Che cosa s’intende, esattamente? «Qualche esempio. Non tutti avevano un laptop, essendoci i PC aziendali. Non tutti avevano gli smartphone più avanzati, potendo contare sui telefoni in ufficio. Ancora, non tutti avevano una connessione veloce a casa: magari non avevano proprio una connessione. Noi abbiamo agito, anzitutto, su questi tre fronti».
«In brevissimo», prosegue, «l’azienda ha dotato tutti i dipendenti di laptop e smartphone. Inoltre, ha chiamato tutti i principali operatori e ha fatto installare, a casa di chi non l’aveva, connessione veloce: ovviamente a spese dell’azienda. Da quel momento, il nostro lavoro è cambiato. L’opportunità di avere tutta la necessaria strumentazione anche a casa ha consentito che ogni nostra attività venisse quasi interamente digitalizzata: specie per un certo periodo, i contatti con clienti e candidati si sono svolti solo via web. E tutto ciò senza nessun problema: anzi, con quell’aumento della produttività che citavo».
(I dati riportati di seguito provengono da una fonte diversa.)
use std::fmt;

use crate::addr::ToSockAddr;

/// IPv6 socket address (IP + port + scope).
#[derive(Debug, Clone, Copy, PartialEq, Eq, Hash)]
pub struct SocketAddrV6 {
	ip: [u8; 16],
	port: u16,
	/// Scope ID for link-local addresses (identifies network interface).
	/// Usually 0 unless using link-local addresses like fe80::.
	scope_id: u32,
}

impl SocketAddrV6 {
	/// Creates a new IPv6 address.
	pub fn new(ip: [u8; 16], port: u16) -> Self {
		Self { ip, port, scope_id: 0 }
	}

	/// Creates with explicit scope ID.
	pub fn with_scope(ip: [u8; 16], port: u16, scope_id: u32) -> Self {
		Self { ip, port, scope_id }
	}

	/// `[::1]:port`
	pub fn localhost(port: u16) -> Self {
		Self::new(std::net::Ipv6Addr::LOCALHOST.octets(), port)
	}

	/// Returns the IP bytes.
	pub fn ip(&self) -> [u8; 16] {
		self.ip
	}

	/// Returns the port.
	pub fn port(&self) -> u16 {
		self.port
	}

	/// Returns the scope ID.
	pub fn scope_id(&self) -> u32 {
		self.scope_id
	}

	/// Converts to the raw sockaddr_in6 for syscalls.
	pub(crate) fn to_raw(&self) -> libc::sockaddr_in6 {
		libc::sockaddr_in6 {
			sin6_family: libc::AF_INET6 as libc::sa_family_t,
			sin6_port: self.port.to_be(),
			sin6_flowinfo: 0,
			sin6_addr: libc::in6_addr {
				s6_addr: self.ip,
			},
			sin6_scope_id: self.scope_id,
		}
	}

	/// Creates from raw sockaddr_in6.
	pub(crate) fn from_raw(raw: &libc::sockaddr_in6) -> Self {
		Self {
			ip: raw.sin6_addr.s6_addr,
			port: u16::from_be(raw.sin6_port),
			scope_id: raw.sin6_scope_id,
		}
	}
}

impl From<std::net::SocketAddrV6> for SocketAddrV6 {
	fn from(addr: std::net::SocketAddrV6) -> Self {
		Self::with_scope(addr.ip().octets(), addr.port(), addr.scope_id())
	}
}

impl From<SocketAddrV6> for std::net::SocketAddrV6 {
	fn from(addr: SocketAddrV6) -> Self {
		std::net::SocketAddrV6::new(addr.ip.into(), addr.port, 0, addr.scope_id)
	}
}

impl fmt::Display for SocketAddrV6 {
	fn fmt(&self, f: &mut fmt::Formatter<'_>) -> fmt::Result {
		fmt::Display::fmt(&std::net::SocketAddrV6::from(*self), f)
	}
}

impl ToSockAddr for SocketAddrV6 {
	fn with_raw<F, R>(&self, f: F) -> Option<R>
	where
		F: FnOnce(*const libc::sockaddr, libc::socklen_t) -> R,
	{
		let raw = self.to_raw();
		let ptr = &raw as *const _ as *const libc::sockaddr;
		let len = std::mem::size_of::<libc::sockaddr_in6>() as libc::socklen_t;
		Some(f(ptr, len))
	}
}
use std::fmt;
use std::sync::Arc;
use std::time::{Duration, Instant};

use parking_lot::{Condvar, Mutex};

use crate::error::{Cause, SocketError};

use super::transfer::SendReport;

/// Outcome of a send.
pub type SendResult = Result<SendReport, SocketError>;
type Callback = Box<dyn FnOnce(SendResult) + Send>;

struct SlotState {
	result: Option<SendResult>,
	callback: Option<Callback>,
	/// Set once the callback has returned; waiters wake only then.
	done: bool,
}

/// One pending asynchronous send. Resolved exactly once; later
/// resolutions are ignored.
pub(crate) struct Slot {
	state: Mutex<SlotState>,
	ready: Condvar,
}

impl Slot {
	pub(crate) fn new(callback: Option<Callback>) -> Arc<Self> {
		Arc::new(Self {
			state: Mutex::new(SlotState { result: None, callback, done: false }),
			ready: Condvar::new(),
		})
	}

	/// Stores `result` unless the slot is already resolved. Returns whether
	/// this call won.
	pub(crate) fn resolve(&self, result: SendResult) -> bool {
		let mut state = self.state.lock();
		if state.result.is_some() {
			return false;
		}
		let callback = state.callback.take();
		state.result = Some(result.clone());
		drop(state);

		// Outside the lock: the callback may inspect the handle.
		if let Some(callback) = callback {
			callback(result);
		}
		self.state.lock().done = true;
		self.ready.notify_all();
		true
	}

	pub(crate) fn cancel(&self) -> bool {
		self.resolve(Err(SocketError::Write { cause: Cause::Cancelled }))
	}

	pub(crate) fn is_resolved(&self) -> bool {
		self.state.lock().done
	}

	fn peek(&self) -> Option<SendResult> {
		let state = self.state.lock();
		if state.done { state.result.clone() } else { None }
	}

	fn wait_until(&self, deadline: Option<Instant>) -> Option<SendResult> {
		let mut state = self.state.lock();
		while !state.done {
			match deadline {
				Some(deadline) => {
					if self.ready.wait_until(&mut state, deadline).timed_out() {
						break;
					}
				}
				None => self.ready.wait(&mut state),
			}
		}
		if state.done { state.result.clone() } else { None }
	}
}

/// Completion of a [`send_data_async`](super::SocketBase::send_data_async)
/// call.
///
/// Every handle resolves exactly once: with the transfer's report, with
/// the error that stopped it, or with a cancelled write error when the
/// socket is closed first.
#[derive(Clone)]
pub struct SendHandle {
	slot: Arc<Slot>,
}

impl SendHandle {
	pub(crate) fn new(slot: Arc<Slot>) -> Self {
		Self { slot }
	}

	/// Blocks until the send completes.
	pub fn wait(&self) -> SendResult {
		match self.slot.wait_until(None) {
			Some(result) => result,
			// A deadline-free wait only returns once resolved.
			None => Err(SocketError::Write { cause: Cause::Cancelled }),
		}
	}

	/// Blocks up to `timeout`; `None` if still pending.
	pub fn wait_timeout(&self, timeout: Duration) -> Option<SendResult> {
		self.slot.wait_until(Some(Instant::now() + timeout))
	}

	pub fn try_result(&self) -> Option<SendResult> {
		self.slot.peek()
	}

	pub fn is_complete(&self) -> bool {
		self.slot.is_resolved()
	}
}

impl fmt::Debug for SendHandle {
	fn fmt(&self, f: &mut fmt::Formatter<'_>) -> fmt::Result {
		f.debug_struct("SendHandle")
			.field("result", &self.slot.peek())
			.finish()
	}
}

/// Unit of work handed to a [`Spawn`] implementation.
///
/// Dropping a job without calling [`Job::run`] resolves its send as
/// cancelled.
pub struct Job {
	work: Option<Box<dyn FnOnce() + Send>>,
	slot: Arc<Slot>,
}

impl Job {
	pub(crate) fn new(slot: Arc<Slot>, work: impl FnOnce() + Send + 'static) -> Self {
		Self { work: Some(Box::new(work)), slot }
	}

	pub fn run(mut self) {
		if let Some(work) = self.work.take() {
			work();
		}
	}
}

impl Drop for Job {
	fn drop(&mut self) {
		if self.work.is_some() && self.slot.cancel() {
			tracing::debug!("async send dropped before it ran");
		}
	}
}

impl fmt::Debug for Job {
	fn fmt(&self, f: &mut fmt::Formatter<'_>) -> fmt::Result {
		f.debug_struct("Job").field("pending", &self.work.is_some()).finish()
	}
}

/// Execution context for asynchronous sends.
pub trait Spawn {
	fn spawn(&self, job: Job);
}

impl<F: Fn(Job)> Spawn for F {
	fn spawn(&self, job: Job) {
		self(job)
	}
}

/// Runs every job on its own OS thread.
#[derive(Debug, Clone, Copy, Default)]
pub struct ThreadSpawner;

impl Spawn for ThreadSpawner {
	fn spawn(&self, job: Job) {
		let spawned = std::thread::Builder::new()
			.name("pacewire-send".into())
			.spawn(move || job.run());
		// On failure the closure, and the job with it, is dropped: the
		// send resolves as cancelled.
		if let Err(err) = spawned {
			tracing::warn!(%err, "failed to spawn send worker");
		}
	}
}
Un miracolo? «Non è stato semplice, ma abbiamo fatto di necessità virtù. Non avevamo scelta: altrimenti, il lavoro di almeno il 40% dell’azienda si sarebbe fermato e saremmo rimasti bloccati troppo tempo».
Ecco la chiave. Il remote working funziona, in efficacia, efficienza, benessere per tutti: a patto che l’impresa possa – e voglia – implementare la necessaria tecnologia digitale per renderlo possibile.
E sul fronte cyber security? «Avevamo già un ottimo partner IT», spiega. «Qualcosa è stato ottimizzato, ma lo avremmo fatto comunque. Più che altro, abbiamo cambiato le regole della sicurezza. Come nell’home banking, abbiamo previsto password precise da inserire a ogni accesso agli strumenti aziendali: effettuato l’accesso, arriva un messaggio di notifica sul cellulare. Questo impedisce che si verifichino accessi indesiderati ai dati aziendali e la sicurezza è salva». Stop, insomma, alle password tipo “1234”: «Volevamo garantire la sicurezza dei dati. Nel nostro CRM abbiamo dati sensibili, quali i nomi dei candidati, di tutte le aziende: non avevamo scelta».
LA SITUAZIONE A OGGI
«Come detto, noi facciamo due giorni in ufficio e tre da casa, con facoltà di scelta per il dipendente di venire di più, o stare di meno, a seconda delle esigenze. Flessibilità è la parola d’ordine. So bene che, in questo periodo, molte imprese, specie le grandi multinazionali, impongono regole molto più ferree per il rientro in ufficio: ma per me è un errore. Certi lavori, come nel settore produzione, non possono essere svolti adeguatamente da remoto. Per tutti gli altri, però? Per chi può svolgere il proprio lavoro da casa» – se con la giusta tecnologia digitale, aggiungiamo noi, come accaduto in Hunters – «non v’è alcuna necessità di recarsi ogni mattina in ufficio, perdendo due ore in macchina. Sarà molto più produttivo così. Inoltre, come ripeto, lasciare flessibilità e facoltà di remote working sarà chiave di volta anche nelle scelte dei giovani per il loro lavoro futuro».
TAKEAWAYS
- Se è vero che le aziende stanno tentando di riportare i dipendenti sul posto di lavoro, la soluzione vincente starebbe ancora nel remote working: purché implementato con la necessaria tecnologia digitale. È quanto emerge dal caso Hunters, qui testimoniato dal suo Executive Director Davide Boati.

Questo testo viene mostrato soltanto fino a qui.